The 48-year-old is expected to be produced before Westminster Magistrates’ Court in London to make another attempt at being let out on bail until his trial in May next year.

He has been in custody at Wandsworth prison in south-west London, one of England’s most overcrowded prisons, since his arrest in March. “The bail application is at Westminster Magistrates’ Court on Wednesday November 6. The grounds cannot be made public until the hearing,” said a spokesperson for the UK’s Crown Prosecution Service (CPS), which represents the Indian government in the extradition proceedings in court. Modi has reportedly claimed anxiety and depression in his latest application, with earlier bail applications at the court being rejected by Chief Magistrate Emma Arbuthnot, and then also on appeal at the High Court in London, as he was deemed a flight risk.

 

His legal team has previously described their client’s experience in prison as “damaging” and offered stringent electronic tag and other conditions akin to house arrest at his posh Centrepoint apartment in the West End of London in an attempt to persuade the judge to grant bail.

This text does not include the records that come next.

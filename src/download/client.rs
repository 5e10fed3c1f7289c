use reqwest::header::RETRY_AFTER;
use reqwest::redirect::Policy;
use reqwest::{Client, Method, Proxy, RequestBuilder, Response, StatusCode, Url};
use serde::{Deserialize, Serialize};
use std::collections::HashMap;
use std::sync::Arc;
use std::time::Duration;
use tokio::time::sleep;
use tracing::{debug, warn};

use crate::error::{DownloadError, Result};

const USER_AGENT: &str = concat!("download-task/", env!("CARGO_PKG_VERSION"));
const MAX_REDIRECTS: usize = 30;
const DEFAULT_RETRY_INTERVAL: Duration = Duration::from_secs(1);

/// A proxy server and optional credentials for it
#[derive(Debug, Clone, PartialEq, Eq, Serialize, Deserialize)]
pub struct ProxyEndpoint {
    pub host: String,
    pub port: u16,
    #[serde(default)]
    pub username: Option<String>,
    #[serde(default)]
    pub password: Option<String>,
}

impl ProxyEndpoint {
    fn url(&self) -> String {
        format!("http://{}:{}", self.host, self.port)
    }

    fn with_credentials(&self, proxy: Proxy) -> Proxy {
        match (&self.username, &self.password) {
            (Some(user), Some(pass)) => proxy.basic_auth(user, pass),
            _ => proxy,
        }
    }
}

/// Proxies per target scheme. When both are unset the environment's
/// proxy variables apply.
#[derive(Debug, Clone, Default, PartialEq, Eq, Serialize, Deserialize)]
pub struct ProxySettings {
    #[serde(default)]
    pub http: Option<ProxyEndpoint>,
    #[serde(default)]
    pub https: Option<ProxyEndpoint>,
}

impl ProxySettings {
    fn apply(&self, mut builder: reqwest::ClientBuilder) -> Result<reqwest::ClientBuilder> {
        if let Some(endpoint) = &self.http {
            let proxy = Proxy::http(endpoint.url()).map_err(|e| proxy_error(endpoint, e))?;
            builder = builder.proxy(endpoint.with_credentials(proxy));
        }
        if let Some(endpoint) = &self.https {
            let proxy = Proxy::https(endpoint.url()).map_err(|e| proxy_error(endpoint, e))?;
            builder = builder.proxy(endpoint.with_credentials(proxy));
        }
        Ok(builder)
    }
}

fn proxy_error(endpoint: &ProxyEndpoint, source: reqwest::Error) -> DownloadError {
    DownloadError::Request {
        url: endpoint.url(),
        source,
    }
}

/// Settings shared by every client a factory builds
#[derive(Debug, Clone)]
pub struct ClientSettings {
    pub connect_timeout: Duration,
    pub read_timeout: Duration,
    pub compress: bool,
    pub proxy: ProxySettings,
    pub quiet: bool,
}

impl Default for ClientSettings {
    fn default() -> Self {
        Self {
            connect_timeout: Duration::from_secs(30),
            read_timeout: Duration::from_secs(30),
            compress: true,
            proxy: ProxySettings::default(),
            quiet: false,
        }
    }
}

/// A reqwest client plus the retry policy it was built for
#[derive(Debug)]
pub struct HttpClient {
    client: Client,
    retries: i32,
    quiet: bool,
}

impl HttpClient {
    pub fn inner(&self) -> &Client {
        &self.client
    }

    /// Sends the request produced by `build`, retrying 429/503 responses
    /// and, for idempotent methods only, transport failures. A negative
    /// retry count retries forever.
    pub async fn send<F>(&self, build: F) -> Result<Response, reqwest::Error>
    where
        F: Fn(&Client) -> RequestBuilder,
    {
        let mut attempt: u32 = 0;
        loop {
            attempt += 1;
            let may_retry = self.may_retry(attempt);

            let request = build(&self.client).build()?;
            let idempotent = is_idempotent(request.method());

            match self.client.execute(request).await {
                Ok(response) if may_retry && is_retryable_status(response.status()) => {
                    self.log_retry(attempt);
                    debug!("Status code: {}", response.status().as_u16());
                    let delay = retry_after(&response).unwrap_or(DEFAULT_RETRY_INTERVAL);
                    sleep(delay).await;
                }
                Ok(response) => return Ok(response),
                Err(e) if may_retry && idempotent && is_retryable_error(&e) => {
                    self.log_retry(attempt);
                    debug!("Request attempt failed: {}", e);
                    sleep(DEFAULT_RETRY_INTERVAL).await;
                }
                Err(e) => return Err(e),
            }
        }
    }

    fn may_retry(&self, attempt: u32) -> bool {
        self.retries < 0 || attempt <= self.retries as u32
    }

    fn log_retry(&self, attempt: u32) {
        if self.quiet {
            return;
        }
        if self.retries < 0 {
            warn!("Request attempt {} failed. Retrying ...", attempt);
        } else {
            warn!(
                "Request attempt {}/{} failed. Retrying ...",
                attempt, self.retries
            );
        }
    }
}

fn is_retryable_status(status: StatusCode) -> bool {
    status == StatusCode::TOO_MANY_REQUESTS || status == StatusCode::SERVICE_UNAVAILABLE
}

/// A failed non-idempotent request may already have reached the server
fn is_idempotent(method: &Method) -> bool {
    method.is_idempotent()
}

fn is_retryable_error(e: &reqwest::Error) -> bool {
    e.is_connect() || e.is_timeout() || e.is_request()
}

fn retry_after(response: &Response) -> Option<Duration> {
    response
        .headers()
        .get(RETRY_AFTER)?
        .to_str()
        .ok()?
        .trim()
        .parse::<u64>()
        .ok()
        .map(Duration::from_secs)
}

#[derive(Debug, Clone, PartialEq, Eq, Hash)]
struct ClientKey {
    scheme: String,
    host: String,
    port: Option<u16>,
    accept_any_certificate: bool,
    retries: i32,
}

/// Builds HTTP clients and caches them per host and configuration until
/// [`ClientFactory::close`] is called
#[derive(Debug)]
pub struct ClientFactory {
    settings: ClientSettings,
    clients: HashMap<ClientKey, Arc<HttpClient>>,
}

impl ClientFactory {
    pub fn new(settings: ClientSettings) -> Self {
        Self {
            settings,
            clients: HashMap::new(),
        }
    }

    pub fn client_for(
        &mut self,
        url: &Url,
        accept_any_certificate: bool,
        retries: i32,
    ) -> Result<Arc<HttpClient>> {
        let key = ClientKey {
            scheme: url.scheme().to_string(),
            host: url.host_str().unwrap_or_default().to_string(),
            port: url.port(),
            accept_any_certificate,
            retries,
        };

        if let Some(client) = self.clients.get(&key) {
            return Ok(Arc::clone(client));
        }

        let client = Arc::new(self.build(url, accept_any_certificate, retries)?);
        self.clients.insert(key, Arc::clone(&client));
        Ok(client)
    }

    pub fn len(&self) -> usize {
        self.clients.len()
    }

    pub fn is_empty(&self) -> bool {
        self.clients.is_empty()
    }

    /// Releases all cached clients
    pub fn close(&mut self) {
        debug!("Releasing {} cached HTTP clients", self.clients.len());
        self.clients.clear();
    }

    fn build(&self, url: &Url, accept_any_certificate: bool, retries: i32) -> Result<HttpClient> {
        let mut builder = Client::builder()
            .connect_timeout(self.settings.connect_timeout)
            .read_timeout(self.settings.read_timeout)
            .redirect(Policy::limited(MAX_REDIRECTS))
            .gzip(self.settings.compress)
            .user_agent(USER_AGENT);

        if accept_any_certificate && url.scheme() == "https" {
            builder = builder
                .danger_accept_invalid_certs(true)
                .danger_accept_invalid_hostnames(true);
        }

        builder = self.settings.proxy.apply(builder)?;

        let client = builder.build().map_err(|e| DownloadError::Request {
            url: url.to_string(),
            source: e,
        })?;

        Ok(HttpClient {
            client,
            retries,
            quiet: self.settings.quiet,
        })
    }
}

impl Drop for ClientFactory {
    fn drop(&mut self) {
        self.clients.clear();
    }
}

“His experience in custody has been vivid and damaging…he is willing to abide by any bail conditions imposed by the court because Wandsworth is unliveable and makes the effective preparation of his case virtually impossible,” his barrister Clare Montgomery had told Judge Arbuthnot earlier in the year. They had also doubled the initial bail bond offer of 1 million pounds to 2 million pounds in an attempt to sway the court. However, Arbuthnot had concluded that Modi was wanted in connection with a “large fraud” and the doubling of security was “not sufficient to cover a combination of concerns that he would fail to surrender”.

In June, Modi’s legal team took his appeal against that ruling to the Royal Courts of Justice in London, where a judge was told about the diamond merchant’s troubled state of mind in “confidential” documents. “The circumstances he has had to endure at Wandsworth have been personally difficult and the confidential exhibits reflect the experience that has marked him deeply. The reality is that he is not the cold-blooded hardened criminal as claimed by the government of India but a jewellery designer from a long line of diamond dealers, and regarded as being honest, careful and reliable,” Montgomery told the High Court, adding that a number of individuals were willing to offer sureties and substantial sums to back up the claim that Modi is not a man who plans to run.

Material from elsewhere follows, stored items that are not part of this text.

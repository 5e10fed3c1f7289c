/// Receives progress for one transfer at a time
pub trait ProgressSink: Send {
    fn started(&mut self, description: &str);
    fn progress(&mut self, message: &str);
    fn completed(&mut self);
}

/// Discards all progress
#[derive(Debug, Default)]
pub struct NullProgress;

impl ProgressSink for NullProgress {
    fn started(&mut self, _description: &str) {}
    fn progress(&mut self, _message: &str) {}
    fn completed(&mut self) {}
}

/// Tracks streamed bytes and reports once per completed kilobyte
#[derive(Debug)]
pub(crate) struct ByteCounter {
    processed: u64,
    logged_kb: u64,
    total: Option<String>,
}

impl ByteCounter {
    pub(crate) fn new(total_bytes: Option<u64>) -> Self {
        Self {
            processed: 0,
            logged_kb: 0,
            total: total_bytes.map(format_bytes),
        }
    }

    pub(crate) fn processed(&self) -> u64 {
        self.processed
    }

    /// Adds `n` bytes and returns a message if a kilobyte boundary was crossed
    pub(crate) fn add(&mut self, n: usize) -> Option<String> {
        self.processed += n as u64;
        let processed_kb = self.processed / 1024;
        if processed_kb <= self.logged_kb {
            return None;
        }
        self.logged_kb = processed_kb;

        let mut msg = format_bytes(self.processed);
        if let Some(total) = &self.total {
            msg.push('/');
            msg.push_str(total);
        }
        msg.push_str(" downloaded");
        Some(msg)
    }
}

pub fn format_bytes(bytes: u64) -> String {
    const KB: u64 = 1024;
    const MB: u64 = KB * 1024;
    const GB: u64 = MB * 1024;

    if bytes < KB {
        format!("{} B", bytes)
    } else if bytes < MB {
        format!("{} KB", bytes / KB)
    } else if bytes < GB {
        format!("{:.2} MB", bytes as f64 / MB as f64)
    } else {
        format!("{:.2} GB", bytes as f64 / GB as f64)
    }
}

But in her judgment, Justice Ingrid Simler concurred with the Chief Magistrate that there were “substantial grounds” to believe that Modi would fail to surrender as he does possess the means to “abscond”. After considering all the material “carefully”, the judge said she found strong evidence to suggest there had been interference with witnesses and destruction of evidence in the case and concluded it could recur if he was let out of prison.

There are no strict limits on the number of times Modi can apply for bail, but he would have to produce substantially modified grounds in a new application. He has meanwhile continued to appear via videolink before the magistrates’ court in London, appearing in a standard prison-issued grey tracksuit and mostly freshly shaved and upbeat. His next routine 28-day appearance required under UK law is listed for November 11, a date that still remains on the court’s lists.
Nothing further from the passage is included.